Despite concerns that the plan could be a figurative train wreck, a train load of depleted uranium is set to depart the federal Department of Energy's Savannah River Site in South Carolina, bound for Utah.
The DOE announced last week that the first of three train loads of the radioactive waste will soon be shipped as part of a project in which federal stimulus money is unfairly being used to clean up the Palmetto State at the Beehive State's expense. In all, 14,800 drums containing 11,000 tons of DU, a byproduct of uranium enrichment, are earmarked for EnergySolutions' low-level radioactive waste disposal facility at Clive in Tooele County.

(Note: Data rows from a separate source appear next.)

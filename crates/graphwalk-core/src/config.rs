//! Configuration for graphwalk
//!
//! Looked up as `graphwalk.toml` in the working directory, then as
//! `config.toml` in the user config directory (`~/.config/graphwalk/`).

pub mod types;

use std::fs;
use std::path::{Path, PathBuf};

use crate::error::{GraphError, Result};

pub use types::{Config, ReportConfig, RunConfig};

/// File name looked up in the working directory
pub const LOCAL_CONFIG_FILE: &str = "graphwalk.toml";

const CONFIG_DIR: &str = "graphwalk";
const CONFIG_FILE: &str = "config.toml";
const CONFIG_DIR_ENV_VAR: &str = "GRAPHWALK_CONFIG_DIR";

impl Config {
    /// Load configuration from a file
    pub fn load(path: &Path) -> Result<Self> {
        let content = fs::read_to_string(path).map_err(|e| {
            GraphError::Other(format!(
                "failed to read config from {}: {}",
                path.display(),
                e
            ))
        })?;
        let config: Config = toml::from_str(&content)?;

        if config.run.source == 0 {
            crate::bail_invalid!("run.source", "0 (vertices are numbered from 1)");
        }
        if config.run.algorithms.is_empty() {
            crate::bail_invalid!("run.algorithms", "empty list");
        }
        for (i, algorithm) in config.run.algorithms.iter().enumerate() {
            if config.run.algorithms[..i].contains(algorithm) {
                crate::bail_invalid!("run.algorithms", format!("{} listed more than once", algorithm));
            }
        }

        tracing::debug!(path = %path.display(), "config_loaded");
        Ok(config)
    }

    /// Save configuration to a file
    pub fn save(&self, path: &Path) -> Result<()> {
        let content = toml::to_string_pretty(self)
            .map_err(|e| GraphError::Other(format!("failed to serialize config: {}", e)))?;
        fs::write(path, content)?;
        Ok(())
    }

    /// Resolve configuration for a run started in `dir`.
    ///
    /// Order: `dir/graphwalk.toml`, then the user config file, then defaults.
    pub fn discover(dir: &Path) -> Result<Self> {
        let local = dir.join(LOCAL_CONFIG_FILE);
        if local.is_file() {
            return Self::load(&local);
        }

        if let Some(user) = Self::user_config_path() {
            if user.is_file() {
                return Self::load(&user);
            }
        }

        tracing::trace!("no config file found, using defaults");
        Ok(Self::default())
    }

    /// Location of the per-user config file, if a config directory exists
    pub fn user_config_path() -> Option<PathBuf> {
        // Allow environment variable override for testing
        let config_dir = match std::env::var(CONFIG_DIR_ENV_VAR) {
            Ok(env_dir) => PathBuf::from(env_dir),
            Err(_) => dirs::config_dir()?.join(CONFIG_DIR),
        };
        Some(config_dir.join(CONFIG_FILE))
    }
}
use super::*;
use crate::graph::INFINITY;

fn drain(heap: &mut IndexedMinHeap, keys: &[u64]) -> Vec<Vertex> {
    let mut out = Vec::new();
    while !heap.is_empty() {
        out.push(heap.extract_min(keys).unwrap());
        assert!(heap.is_heap_ordered(keys));
    }
    out
}

/// A fresh heap is empty and holds nothing
#[test]
fn test_new_heap_is_empty() {
    let heap = IndexedMinHeap::with_capacity(4);
    assert!(heap.is_empty());
    assert_eq!(heap.len(), 0);
    assert_eq!(heap.capacity(), 4);
    assert_eq!(heap.peek(), None);
    assert!(heap.as_slice().is_empty());
    assert!((1..=4).all(|v| !heap.contains(v)));
}

/// Extracting from an empty heap is reported, not tolerated
#[test]
fn test_extract_min_on_empty_heap_fails() {
    let mut heap = IndexedMinHeap::with_capacity(3);
    let keys = [0, 1, 2, 3];
    assert!(matches!(heap.extract_min(&keys), Err(GraphError::EmptyHeap)));
}

/// Inserting a vertex twice violates the contract
#[test]
fn test_double_insert_fails() {
    let mut heap = IndexedMinHeap::with_capacity(3);
    let keys = [0, 5, 5, 5];
    heap.insert(2, &keys).unwrap();
    assert!(matches!(
        heap.insert(2, &keys),
        Err(GraphError::AlreadyQueued { vertex: 2 })
    ));
    assert_eq!(heap.len(), 1);
}

/// Vertex ids outside 1..=capacity are rejected
#[test]
fn test_out_of_range_vertex_fails() {
    let mut heap = IndexedMinHeap::with_capacity(3);
    let keys = [0, 0, 0, 0, 0];
    assert!(matches!(
        heap.insert(0, &keys),
        Err(GraphError::VertexOutOfRange { vertex: 0, capacity: 3 })
    ));
    assert!(matches!(
        heap.insert(4, &keys),
        Err(GraphError::VertexOutOfRange { vertex: 4, capacity: 3 })
    ));
    assert!(!heap.contains(4));
}

/// Decrease-key on a vertex that is not queued is reported
#[test]
fn test_notify_decreased_requires_presence() {
    let mut heap = IndexedMinHeap::with_capacity(3);
    let keys = [0, 1, 2, 3];
    heap.insert(1, &keys).unwrap();
    assert!(matches!(
        heap.notify_decreased(3, &keys),
        Err(GraphError::NotQueued { vertex: 3 })
    ));
}

/// Insert keeps the minimum at the root
#[test]
fn test_insert_orders_by_key() {
    let mut heap = IndexedMinHeap::with_capacity(5);
    let keys = [0, 40, 10, 30, 20, 50];
    for v in 1..=5 {
        heap.insert(v, &keys).unwrap();
        assert!(heap.is_heap_ordered(&keys));
    }
    assert_eq!(heap.peek(), Some(2));
    assert_eq!(drain(&mut heap, &keys), vec![2, 4, 3, 1, 5]);
}

/// Extracting the only element leaves its position cleared
#[test]
fn test_extract_single_element_clears_position() {
    let mut heap = IndexedMinHeap::with_capacity(2);
    let keys = [0, 7, 9];
    heap.insert(1, &keys).unwrap();
    assert_eq!(heap.position(1), Some(1));
    assert_eq!(heap.extract_min(&keys).unwrap(), 1);
    assert!(heap.is_empty());
    assert!(!heap.contains(1));
    assert_eq!(heap.position(1), None);
    assert!(heap.is_heap_ordered(&keys));
}

/// Lowering a key in caller storage then notifying moves the vertex up
#[test]
fn test_notify_decreased_moves_vertex_to_root() {
    let mut heap = IndexedMinHeap::with_capacity(4);
    let mut keys = vec![0, 10, 20, 30, 40];
    for v in 1..=4 {
        heap.insert(v, &keys).unwrap();
    }
    assert_eq!(heap.peek(), Some(1));

    keys[4] = 5;
    heap.notify_decreased(4, &keys).unwrap();
    assert!(heap.is_heap_ordered(&keys));
    assert_eq!(heap.peek(), Some(4));
    assert_eq!(heap.position(4), Some(1));

    keys[3] = 15;
    heap.decrease_key(3, &keys).unwrap();
    assert!(heap.is_heap_ordered(&keys));
    assert_eq!(drain(&mut heap, &keys), vec![4, 1, 3, 2]);
}

/// Unreached vertices keyed at infinity still order correctly
#[test]
fn test_infinite_keys_sort_last() {
    let mut heap = IndexedMinHeap::with_capacity(3);
    let keys = [0, INFINITY, 3, INFINITY];
    heap.insert(1, &keys).unwrap();
    heap.insert(2, &keys).unwrap();
    heap.insert(3, &keys).unwrap();
    assert_eq!(heap.extract_min(&keys).unwrap(), 2);
}

/// With equal children the left child is promoted, the right only when strictly smaller
#[test]
fn test_sift_down_prefers_left_child_on_tie() {
    let mut heap = IndexedMinHeap::with_capacity(4);
    let keys = [0, 1, 5, 5, 9];
    for v in 1..=4 {
        heap.insert(v, &keys).unwrap();
    }
    assert_eq!(heap.as_slice(), &[1, 2, 3, 4]);

    assert_eq!(heap.extract_min(&keys).unwrap(), 1);
    // 4 moved to the root and sank below the left child 2
    assert_eq!(heap.as_slice(), &[2, 4, 3]);
    assert!(heap.is_heap_ordered(&keys));
}

/// Removed vertices can be re-inserted later
#[test]
fn test_reinsert_after_extract() {
    let mut heap = IndexedMinHeap::with_capacity(3);
    let keys = [0, 2, 1, 3];
    heap.insert(1, &keys).unwrap();
    heap.insert(2, &keys).unwrap();
    assert_eq!(heap.extract_min(&keys).unwrap(), 2);
    heap.insert(2, &keys).unwrap();
    heap.insert(3, &keys).unwrap();
    assert_eq!(drain(&mut heap, &keys), vec![2, 1, 3]);
}

/// A key slice that cannot index every vertex is rejected before any access
#[test]
fn test_short_key_slice_is_rejected() {
    let mut heap = IndexedMinHeap::with_capacity(4);
    let short = [0, 1, 2];
    assert!(matches!(
        heap.insert(1, &short),
        Err(GraphError::KeysTooShort { len: 3, capacity: 4 })
    ));
    assert!(heap.is_empty());

    let keys = [0, 1, 2, 3, 4];
    heap.insert(1, &keys).unwrap();
    assert!(matches!(
        heap.notify_decreased(1, &short),
        Err(GraphError::KeysTooShort { .. })
    ));
    assert!(matches!(
        heap.extract_min(&short),
        Err(GraphError::KeysTooShort { .. })
    ));
    assert!(!heap.is_heap_ordered(&short));
    assert_eq!(heap.extract_min(&keys).unwrap(), 1);
}
//! `graphwalk info` - graph size and adjacency lists

use std::io::{self, Write};

use serde::Serialize;

use graphwalk_core::config::Config;
use graphwalk_core::error::Result;
use graphwalk_core::format::{LabelStyle, OutputFormat};
use graphwalk_core::graph::{Edge, Graph, Neighbor, Vertex};

use crate::cli::Cli;

#[derive(Debug, Serialize)]
struct GraphInfo<'a> {
    vertex_count: usize,
    edge_count: usize,
    edges: Vec<&'a Edge>,
    adjacency: Vec<AdjacencyEntry<'a>>,
}

#[derive(Debug, Serialize)]
struct AdjacencyEntry<'a> {
    vertex: Vertex,
    neighbors: &'a [Neighbor],
}

impl<'a> GraphInfo<'a> {
    fn new(graph: &'a Graph) -> Self {
        GraphInfo {
            vertex_count: graph.vertex_count(),
            edge_count: graph.edge_count(),
            edges: graph.edges().collect(),
            adjacency: graph
                .vertices()
                .map(|vertex| AdjacencyEntry {
                    vertex,
                    neighbors: graph.neighbors(vertex),
                })
                .collect(),
        }
    }
}

/// Execute the info command
pub fn execute(cli: &Cli, config: &Config, graph: &Graph) -> Result<()> {
    let stdout = io::stdout();
    let mut out = stdout.lock();

    match cli.format {
        OutputFormat::Json => {
            let info = GraphInfo::new(graph);
            writeln!(out, "{}", serde_json::to_string_pretty(&info)?)?;
        }
        OutputFormat::Human => write_human(&mut out, graph, config.report.labels, cli.quiet)?,
    }
    Ok(())
}

fn write_human<W: Write>(out: &mut W, graph: &Graph, labels: LabelStyle, quiet: bool) -> Result<()> {
    if !quiet {
        writeln!(out, "vertices: {}", graph.vertex_count())?;
        writeln!(out, "edges: {}", graph.edge_count())?;
    }
    for vertex in graph.vertices() {
        let mut line = format!("{}:", labels.label(vertex));
        for neighbor in graph.neighbors(vertex) {
            line.push_str(&format!(" {}({})", labels.label(neighbor.vertex), neighbor.weight));
        }
        writeln!(out, "{}", line)?;
    }
    Ok(())
}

But the decision to ship is premature because the verdict is still out on the best way to dispose of DU.
The Nuclear Regulatory Commission, while classifying DU as Class A waste suitable for disposal at Clive, has never actually studied the risks posed by burying large quantities of the material in shallow landfills like EnergySolutions' Utah dump. That review, which is expected to take several years to complete, is still in the early stages. Plus, Utah's Radiation Control Board is requiring EnergySolutions to write a technical report assessing the long-term safety of the site, a process that will take about a year.

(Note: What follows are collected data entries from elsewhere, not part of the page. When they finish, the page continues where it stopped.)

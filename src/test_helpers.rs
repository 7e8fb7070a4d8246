//! Shared test utilities for the galleryx test suite.
//!
//! Provides fixture setup and lookup helpers that panic with the available
//! names on a miss, so a failing test says what it did find.
//!
//! # Usage
//!
//! ```rust
//! use crate::test_helpers::*;
//!
//! let tmp = setup_fixtures();
//! let vault = Vault::open(tmp.path()).unwrap();
//!
//! let docs = vault.galleries().unwrap();
//! let pets = find_document(&docs, "Pets.md");
//! let item = find_item(pets, "whiskers.jpg");
//! assert_eq!(item.tags, vec!["cat", "cute"]);
//! ```

use std::path::Path;
use tempfile::TempDir;

use crate::types::GalleryItem;
use crate::vault::{DocumentBlocks, Vault};

// =========================================================================
// Fixture setup
// =========================================================================

/// Copy `fixtures/vault/` to a temp directory and return it.
///
/// Tests get an isolated copy they can mutate without affecting other tests
/// or the source fixtures.
pub fn setup_fixtures() -> TempDir {
    let tmp = TempDir::new().unwrap();
    let fixtures = Path::new(env!("CARGO_MANIFEST_DIR")).join("fixtures/vault");
    copy_dir_recursive(&fixtures, tmp.path()).unwrap();
    tmp
}

fn copy_dir_recursive(src: &Path, dst: &Path) -> std::io::Result<()> {
    for entry in std::fs::read_dir(src)? {
        let entry = entry?;
        let src_path = entry.path();
        let dst_path = dst.join(entry.file_name());

        if src_path.is_dir() {
            std::fs::create_dir_all(&dst_path)?;
            copy_dir_recursive(&src_path, &dst_path)?;
        } else {
            std::fs::copy(&src_path, &dst_path)?;
        }
    }
    Ok(())
}

// =========================================================================
// Lookups
// =========================================================================

/// Vault documents relative to the root, `/`-separated.
pub fn document_names(vault: &Vault) -> Vec<String> {
    vault
        .documents()
        .unwrap()
        .iter()
        .map(|p| {
            p.strip_prefix(vault.root())
                .unwrap()
                .to_string_lossy()
                .replace('\\', "/")
        })
        .collect()
}

/// Find a document's blocks by relative path. Panics if not found.
pub fn find_document<'a>(docs: &'a [DocumentBlocks], path: &str) -> &'a DocumentBlocks {
    docs.iter()
        .find(|d| d.path.to_string_lossy().replace('\\', "/") == path)
        .unwrap_or_else(|| {
            let paths: Vec<String> = docs
                .iter()
                .map(|d| d.path.to_string_lossy().to_string())
                .collect();
            panic!("document '{path}' not found. Available: {paths:?}")
        })
}

/// Find an item by source in any block of a document. Panics if not found.
pub fn find_item(doc: &DocumentBlocks, source: &str) -> GalleryItem {
    let items: Vec<GalleryItem> = doc
        .blocks
        .iter()
        .filter_map(|b| b.parse())
        .flat_map(|p| p.items)
        .collect();
    items
        .iter()
        .find(|i| i.source == source)
        .cloned()
        .unwrap_or_else(|| {
            let sources: Vec<&str> = items.iter().map(|i| i.source.as_str()).collect();
            panic!(
                "item '{source}' not found in '{}'. Available: {sources:?}",
                doc.path.display()
            )
        })
}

Because those studies are still under way, the DOE should steer the train onto a siding. A more misguided, ill-timed shipping schedule is unimaginable, especially since DU poses no short-term threat. The drums of waste can, and should, sit safely at the Savannah site until state and federal regulators determine exactly where, and how, these radioactive leftovers from the uranium enrichment process should be buried. And it's hard to imagine that EnergySolutions' Utah landfill, which is designed to accept waste that remains dangerous for only 100 years, is an appropriate site.
Depleted uranium is a bomb with a very long fuse. The material, which becomes more radioactive over time, does not currently exceed the state's hazard standards for Class A waste. But it will continue to grow hotter and more dangerous for the next million years, and could eventually contaminate a wide area if the level of the Great Salt Lake rises, floods the disposal facility and disperses the material, an event that some scientists say is inevitable.
Utah Gov. Gary Herbert has voiced reservations about the long-lived materials, but with the train ready to roll, the time for talk has passed. It's time he put his concerns in writing, and formally ask the Energy Department to delay the shipments until the site-safety issue is settled.